2. There are many possible strategies and tactics here, but I was impressed to hear Kate Larsen, the CEO of Arts Access Australia, the peak national body for arts and disability, announce her intended resignation at the start of 2012 because she thought the position should be held by a person with a disability. She put a succession plan in place and a couple of months ago a new CEO, Emma Bennison, was appointed.

Jinghua Qian

Author: Jinghua Qian

Jinghua Qian is a Shanghai-born cultural commentator living in Boonwurrung and Wurundjeri country. Eir work focuses on marginalisation and resistance, and spans verse, prose, performance and broadcast. Jinghua has written for Overland, Sydney Morning Herald, and SBS, performed at Melbourne Writers Festival and The Famous Spiegeltent, and presented multilingual queer programming for 3CR Community Radio.

2 thoughts on “Does multicultural arts benefit people of colour?”

  1. Awesome post. It’s tough, cos when there is the opportunity to take up the higher tiered positions there’s the problem of becoming the token PoC who is forced to speak for all, and the organisation pats themselves on the back for having a PoC on board. There is no doubt that PoC’s can and should hold these positions, but at the same time, I myself have felt and could see how others would feel inclined not to, and decide to operate autonomously instead.

    The exploitation of children in these programs to “keep them off the streets” rather than actually foster creativity really rings true for me, I have been involved with programs such as these in the past and it’s kind of heartbreaking. Like, give the kids some credit, they can see through this shit. I once almost applied for a creative arts outlet program called project “harvey” or something whose acronym (which was never elaborated on in the application) stood for something like project high risk, extremist violent youth (read: young muslim men who are new to our community and need to be monitored). I was super keen cos it was an amazing salary, good hours and working with my community. After doing some digging though, I realised that the funding for this “creative arts” program actually came under terrorist prevention and this was the sole reason the salary was so high. So like message to us arabs: Oh yeah, we’ll fund your creative pursuits, so long as it stops you from being terrorists, which, we’ve decided is the only other thing you are capable of. Nice one Melbourne.

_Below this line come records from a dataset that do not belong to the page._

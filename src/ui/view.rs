use crate::games::types::{DisplayedSymbols, GameMode};
use crate::session::SessionState;
use crate::ui::bindings::ControlId;
use serde::Serialize;
use std::fmt::Write as _;

/// Snapshot of what the page shows
#[derive(Debug, Clone, PartialEq, Serialize)]
pub struct ViewModel {
    pub game: GameMode,
    pub balance_text: String,
    pub win_text: String,
    pub bet_text: String,
    pub spin_visible: bool,
    pub deal_visible: bool,
    /// Exactly one selector carries the active state
    #[serde(skip)]
    pub active_selector: ControlId,
    pub is_animating: bool,
    pub displayed: DisplayedSymbols,
}

impl ViewModel {
    pub fn from_state(state: &SessionState, displayed: DisplayedSymbols) -> Self {
        let game = state.current_game;
        Self {
            game,
            balance_text: state.balance.to_string(),
            win_text: state.last_win.to_string(),
            bet_text: state.bet_amount.to_string(),
            spin_visible: matches!(game, GameMode::Slot | GameMode::Roulette),
            deal_visible: game == GameMode::Card,
            active_selector: ControlId::selector(game),
            is_animating: state.is_animating,
            displayed,
        }
    }

    /// Whether a click on `control` reaches its handler
    pub fn is_clickable(&self, control: ControlId) -> bool {
        match control {
            ControlId::SpinButton => self.spin_visible,
            ControlId::DealButton => self.deal_visible,
            _ => true,
        }
    }

    /// One-screen text rendering for terminal hosts
    pub fn render_text(&self) -> String {
        let mut out = String::new();

        let selectors: Vec<String> = GameMode::ALL
            .iter()
            .map(|mode| {
                if ControlId::selector(*mode) == self.active_selector {
                    format!("[{}]", mode)
                } else {
                    format!(" {} ", mode)
                }
            })
            .collect();
        let _ = writeln!(out, "{}", selectors.join(" "));

        let _ = writeln!(out, "{}", self.game.title());
        match &self.displayed {
            DisplayedSymbols::Reels { symbols } => {
                let cells: Vec<String> = symbols.iter().map(|s| format!("[{:^3}]", s.glyph())).collect();
                let _ = writeln!(out, "  {}", cells.join(" "));
            }
            DisplayedSymbols::Cards { faces } => {
                let cells: Vec<String> = faces.iter().map(|f| format!("[{:^3}]", f.to_string())).collect();
                let _ = writeln!(out, "  {}", cells.join(" "));
            }
            DisplayedSymbols::Wheel => {
                let _ = writeln!(out, "  {}", if self.is_animating { "(( spinning ))" } else { "(( wheel ))" });
            }
            DisplayedSymbols::Nothing => {}
        }

        let _ = writeln!(
            out,
            "Balance: {}  Win: {}  Bet: {}",
            self.balance_text, self.win_text, self.bet_text
        );

        let mut actions = Vec::new();
        if self.spin_visible {
            actions.push("spin");
        }
        if self.deal_visible {
            actions.push("deal");
        }
        actions.push("reset");
        let _ = write!(out, "Actions: {}", actions.join(" | "));

        out
    }
}

#[cfg(test)]
mod tests {
    use super::*;
    use crate::config::SessionConfig;

    #[test]
    fn test_visibility_per_mode() {
        let mut state = SessionState::new(&SessionConfig::default());

        for (mode, spin, deal) in [
            (GameMode::Slot, true, false),
            (GameMode::Roulette, true, false),
            (GameMode::Card, false, true),
        ] {
            state.current_game = mode;
            let view = ViewModel::from_state(&state, DisplayedSymbols::Nothing);
            assert_eq!(view.spin_visible, spin);
            assert_eq!(view.deal_visible, deal);
            assert_eq!(view.active_selector, ControlId::selector(mode));
            assert_eq!(view.is_clickable(ControlId::DealButton), deal);
        }
    }

    #[test]
    fn test_render_text() {
        let state = SessionState::new(&SessionConfig::default());
        let view = ViewModel::from_state(&state, DisplayedSymbols::Wheel);
        let text = view.render_text();

        assert!(text.contains("[slot]"));
        assert!(text.contains("Balance: 1000  Win: 0  Bet: 10"));
        assert!(text.ends_with("Actions: spin | reset"));
    }
}
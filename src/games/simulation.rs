//! Batch simulation of many rounds
//!
//! Drives a full controller on the zero-delay timeline so statistics reflect
//! exactly what a player would see, choreography included.

use crate::animation::UnavailableBackend;
use crate::config::CasinoConfig;
use crate::controller::{ActionStatus, CasinoController};
use crate::errors::CasinoResult;
use crate::games::draws::DrawSource;
use crate::games::types::{ActionKind, GameMode, GameOutcome};
use crate::ui::{AlertLog, StaticDocument};
use serde::{Deserialize, Serialize};
use std::time::{Duration, Instant};
use tracing::info;

/// Aggregate results of a simulation run
#[derive(Debug, Clone, Serialize, Deserialize)]
pub struct SimulationReport {
    pub game: GameMode,
    pub bet: u64,
    pub rounds_requested: usize,
    pub rounds_played: usize,
    pub wins: usize,
    pub total_wagered: u64,
    pub total_paid: u64,
    pub win_rate: f64,
    /// Paid out per unit wagered
    pub return_to_player: f64,
    pub biggest_win: u64,
    pub starting_balance: u64,
    pub final_balance: u64,
    /// Ran out of balance before finishing
    pub stopped_early: bool,
    pub execution_time: Duration,
}

pub struct SimulationRunner {
    config: CasinoConfig,
}

impl SimulationRunner {
    /// Uses `config`'s odds and session limits; timings are zeroed
    pub fn new(config: CasinoConfig) -> Self {
        let mut config = config;
        config.timing = CasinoConfig::instant().timing;
        Self { config }
    }

    pub fn run<D: DrawSource>(
        &self,
        game: GameMode,
        bet_input: &str,
        rounds: usize,
        draws: D,
    ) -> CasinoResult<SimulationReport> {
        let started = Instant::now();
        let mut session = self.config.session.clone();
        session.starting_game = game;
        let config = CasinoConfig {
            session,
            ..self.config.clone()
        };

        let mut controller = CasinoController::bind(
            &StaticDocument::complete(),
            config,
            UnavailableBackend,
            draws,
            AlertLog::default(),
        )?;
        let bet = controller.change_bet(bet_input);
        let starting_balance = controller.state().balance;

        let mut report = SimulationReport {
            game,
            bet,
            rounds_requested: rounds,
            rounds_played: 0,
            wins: 0,
            total_wagered: 0,
            total_paid: 0,
            win_rate: 0.0,
            return_to_player: 0.0,
            biggest_win: 0,
            starting_balance,
            final_balance: starting_balance,
            stopped_early: false,
            execution_time: Duration::ZERO,
        };

        for _ in 0..rounds {
            let status = match game.action() {
                ActionKind::Spin => controller.spin(),
                ActionKind::Deal => controller.deal(),
            };

            match status {
                Ok(ActionStatus::Started { .. }) => {}
                // The timeline is drained after every round
                Ok(ActionStatus::Ignored) => break,
                Err(_) => {
                    report.stopped_early = true;
                    break;
                }
            }
            controller.run_until_idle();

            if let Some(record) = controller.history().latest() {
                report.rounds_played += 1;
                report.total_wagered += record.bet;
                report.total_paid += record.payout;
                report.biggest_win = report.biggest_win.max(record.payout);
                if record.outcome == GameOutcome::Win {
                    report.wins += 1;
                }
            }
        }

        report.final_balance = controller.state().balance;
        if report.rounds_played > 0 {
            report.win_rate = report.wins as f64 / report.rounds_played as f64;
        }
        if report.total_wagered > 0 {
            report.return_to_player = report.total_paid as f64 / report.total_wagered as f64;
        }
        report.execution_time = started.elapsed();

        info!(
            game = %game,
            rounds = report.rounds_played,
            win_rate = report.win_rate,
            rtp = report.return_to_player,
            "simulation complete"
        );

        Ok(report)
    }
}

    Anyway, those are my two cents. Thanks for the post.

  2. Yeah gosh, a Muslim youth worker was telling me recently about all that anti-terrorism funding too, and how it causes tensions with other ethnic communities who aren’t getting that money. So messed up. I can’t believe they don’t have to disclose that to participants! You’d think that these projects (especially ones involving children) should have to pass some kind of ethics board. Was there a criteria for participants being identified as “at-risk” or did they just assume all newly arrived Muslim men were likely to become terrorists?

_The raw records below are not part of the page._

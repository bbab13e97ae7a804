//! Cooperative timer queue on a virtual millisecond clock
//!
//! Events fire in due-time order; events due at the same instant fire in the
//! order they were scheduled. Nothing is ever cancelled.

use std::cmp::Ordering;
use std::collections::BinaryHeap;

struct Entry<E> {
    due_ms: u64,
    seq: u64,
    event: E,
}

impl<E> PartialEq for Entry<E> {
    fn eq(&self, other: &Self) -> bool {
        self.due_ms == other.due_ms && self.seq == other.seq
    }
}

impl<E> Eq for Entry<E> {}

impl<E> PartialOrd for Entry<E> {
    fn partial_cmp(&self, other: &Self) -> Option<Ordering> {
        Some(self.cmp(other))
    }
}

impl<E> Ord for Entry<E> {
    // Reversed so the max-heap pops the earliest entry
    fn cmp(&self, other: &Self) -> Ordering {
        other
            .due_ms
            .cmp(&self.due_ms)
            .then_with(|| other.seq.cmp(&self.seq))
    }
}

pub struct Timeline<E> {
    now_ms: u64,
    next_seq: u64,
    queue: BinaryHeap<Entry<E>>,
}

impl<E> Timeline<E> {
    pub fn new() -> Self {
        Self {
            now_ms: 0,
            next_seq: 0,
            queue: BinaryHeap::new(),
        }
    }

    pub fn now_ms(&self) -> u64 {
        self.now_ms
    }

    /// Due time of the earliest pending event
    pub fn next_due_ms(&self) -> Option<u64> {
        self.queue.peek().map(|e| e.due_ms)
    }

    /// Schedule `event` to fire `delay_ms` from now
    pub fn schedule_in(&mut self, delay_ms: u64, event: E) {
        let due_ms = self.now_ms.saturating_add(delay_ms);
        let seq = self.next_seq;
        self.next_seq += 1;
        self.queue.push(Entry { due_ms, seq, event });
    }

    /// Pop the earliest event due at or before `until_ms`, moving the clock to
    /// its due time
    pub fn pop_due(&mut self, until_ms: u64) -> Option<E> {
        if self.next_due_ms()? > until_ms {
            return None;
        }
        let entry = self.queue.pop()?;
        self.now_ms = self.now_ms.max(entry.due_ms);
        Some(entry.event)
    }

    /// Move the clock forward without firing anything
    pub fn set_now(&mut self, now_ms: u64) {
        self.now_ms = self.now_ms.max(now_ms);
    }
}

impl<E> Default for Timeline<E> {
    fn default() -> Self {
        Self::new()
    }
}

#[cfg(test)]
mod tests {
    use super::*;

    #[test]
    fn test_fires_in_due_order() {
        let mut timeline = Timeline::new();
        timeline.schedule_in(300, "c");
        timeline.schedule_in(0, "a");
        timeline.schedule_in(200, "b");

        let mut fired = Vec::new();
        while let Some(event) = timeline.pop_due(u64::MAX) {
            fired.push((timeline.now_ms(), event));
        }

        assert_eq!(fired, vec![(0, "a"), (200, "b"), (300, "c")]);
    }

    #[test]
    fn test_ties_fire_in_schedule_order() {
        let mut timeline = Timeline::new();
        for name in ["first", "second", "third"] {
            timeline.schedule_in(100, name);
        }

        assert_eq!(timeline.pop_due(100), Some("first"));
        assert_eq!(timeline.pop_due(100), Some("second"));
        assert_eq!(timeline.pop_due(100), Some("third"));
        assert_eq!(timeline.next_due_ms(), None);
    }

    #[test]
    fn test_pop_respects_horizon() {
        let mut timeline = Timeline::new();
        timeline.schedule_in(500, 1);

        assert_eq!(timeline.pop_due(499), None);
        assert_eq!(timeline.now_ms(), 0);
        assert_eq!(timeline.next_due_ms(), Some(500));
        assert_eq!(timeline.pop_due(500), Some(1));
        assert_eq!(timeline.now_ms(), 500);
    }

    #[test]
    fn test_schedule_relative_to_clock() {
        let mut timeline = Timeline::new();
        timeline.set_now(1000);
        timeline.schedule_in(50, ());

        assert_eq!(timeline.next_due_ms(), Some(1050));

        // the clock never runs backwards
        timeline.set_now(10);
        assert_eq!(timeline.now_ms(), 1000);
    }
}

    That makes me think of an anecdote from Toure’s book where an interviewer asked a Black (American) artist how his parents felt about him being an artist. I can’t remember the details but he said something like, well I had a pretty average middle-class upbringing but even though Mum’s a lawyer, Dad’s an accountant and my brother’s a doctor, they were pretty cool with me taking a more unconventional path cos both my parents were interested and involved in the arts while they were at grad school and our household always valued cultural interests. And the interviewer responded with something like “they must be glad you’re not a drug dealer”.

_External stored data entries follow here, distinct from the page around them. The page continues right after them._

//! Random draw sources
//!
//! Every random decision (win/loss, payout multiplier, rerolled symbols) goes
//! through a `DrawSource` so that rounds can be replayed from a seed or forced
//! in tests.

use rand::rngs::StdRng;
use rand::{Rng, SeedableRng};
use std::collections::VecDeque;

/// Supplier of uniform draws
pub trait DrawSource {
    /// Uniform draw in `[0, 1)`
    fn unit(&mut self) -> f64;

    /// Uniform index in `0..len`; `len` must be non-zero
    fn index(&mut self, len: usize) -> usize {
        let i = (self.unit() * len as f64) as usize;
        i.min(len.saturating_sub(1))
    }

    /// Uniform pick from a non-empty slice
    fn pick<T: Copy>(&mut self, items: &[T]) -> T
    where
        Self: Sized,
    {
        items[self.index(items.len())]
    }
}

/// `rand`-backed draw source
pub struct RngDraws<R: Rng> {
    rng: R,
}

impl<R: Rng> RngDraws<R> {
    pub fn new(rng: R) -> Self {
        Self { rng }
    }
}

impl RngDraws<StdRng> {
    /// Entropy-seeded source for live play
    pub fn from_entropy() -> Self {
        Self::new(StdRng::from_entropy())
    }

    /// Reproducible source for simulations
    pub fn seeded(seed: u64) -> Self {
        Self::new(StdRng::seed_from_u64(seed))
    }
}

impl<R: Rng> DrawSource for RngDraws<R> {
    fn unit(&mut self) -> f64 {
        self.rng.gen::<f64>()
    }

    fn index(&mut self, len: usize) -> usize {
        self.rng.gen_range(0..len)
    }
}

/// Replays a fixed list of unit draws, then falls back to `fallback`
#[derive(Debug, Clone)]
pub struct ScriptedDraws {
    queue: VecDeque<f64>,
    fallback: f64,
}

impl ScriptedDraws {
    pub fn new<I: IntoIterator<Item = f64>>(draws: I) -> Self {
        Self {
            queue: draws.into_iter().collect(),
            fallback: 0.0,
        }
    }

    /// Value returned once the script runs dry
    pub fn with_fallback(mut self, fallback: f64) -> Self {
        self.fallback = fallback;
        self
    }
}

impl DrawSource for ScriptedDraws {
    fn unit(&mut self) -> f64 {
        self.queue.pop_front().unwrap_or(self.fallback)
    }
}

#[cfg(test)]
mod tests {
    use super::*;

    #[test]
    fn test_seeded_sources_agree() {
        let mut a = RngDraws::seeded(7);
        let mut b = RngDraws::seeded(7);
        for _ in 0..32 {
            assert_eq!(a.unit(), b.unit());
        }
    }

    #[test]
    fn test_unit_range() {
        let mut draws = RngDraws::from_entropy();
        for _ in 0..1000 {
            let u = draws.unit();
            assert!((0.0..1.0).contains(&u));
            assert!(draws.index(6) < 6);
        }
    }

    #[test]
    fn test_scripted_draws() {
        let mut draws = ScriptedDraws::new([0.1, 0.99]).with_fallback(0.5);
        assert_eq!(draws.unit(), 0.1);
        assert_eq!(draws.index(4), 3);
        assert_eq!(draws.unit(), 0.5);
        assert_eq!(draws.unit(), 0.5);
    }

    #[test]
    fn test_pick_from_slice() {
        let mut draws = ScriptedDraws::new([0.0, 0.999]);
        assert_eq!(draws.pick(&['a', 'b', 'c']), 'a');
        assert_eq!(draws.pick(&['a', 'b', 'c']), 'c');
    }
}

    Anyway, like you I’ve mainly chosen to operate autonomously, but there’s no shortage of people of colour who do want to work with or within these organisations. Tokenism is definitely an issue but I think there are strategies for addressing that. If it were an organisational goal to transition to greater community representation, it wouldn’t be a question of individual staffing decisions. It could mean quotas on boards, creating clear pathways for community consultants and volunteers to become programming staff, paid consultant positions as Bree suggested, having more equal partnerships with community organisations, developing projects with community artists rather than just signing them for an event, and integrating community accountability into objectives and evaluations. I expect there’s a lot to be learned from the approaches of Indigenous groups, Deaf/disabled groups and immigrant groups abroad in this regard?

Your thoughts?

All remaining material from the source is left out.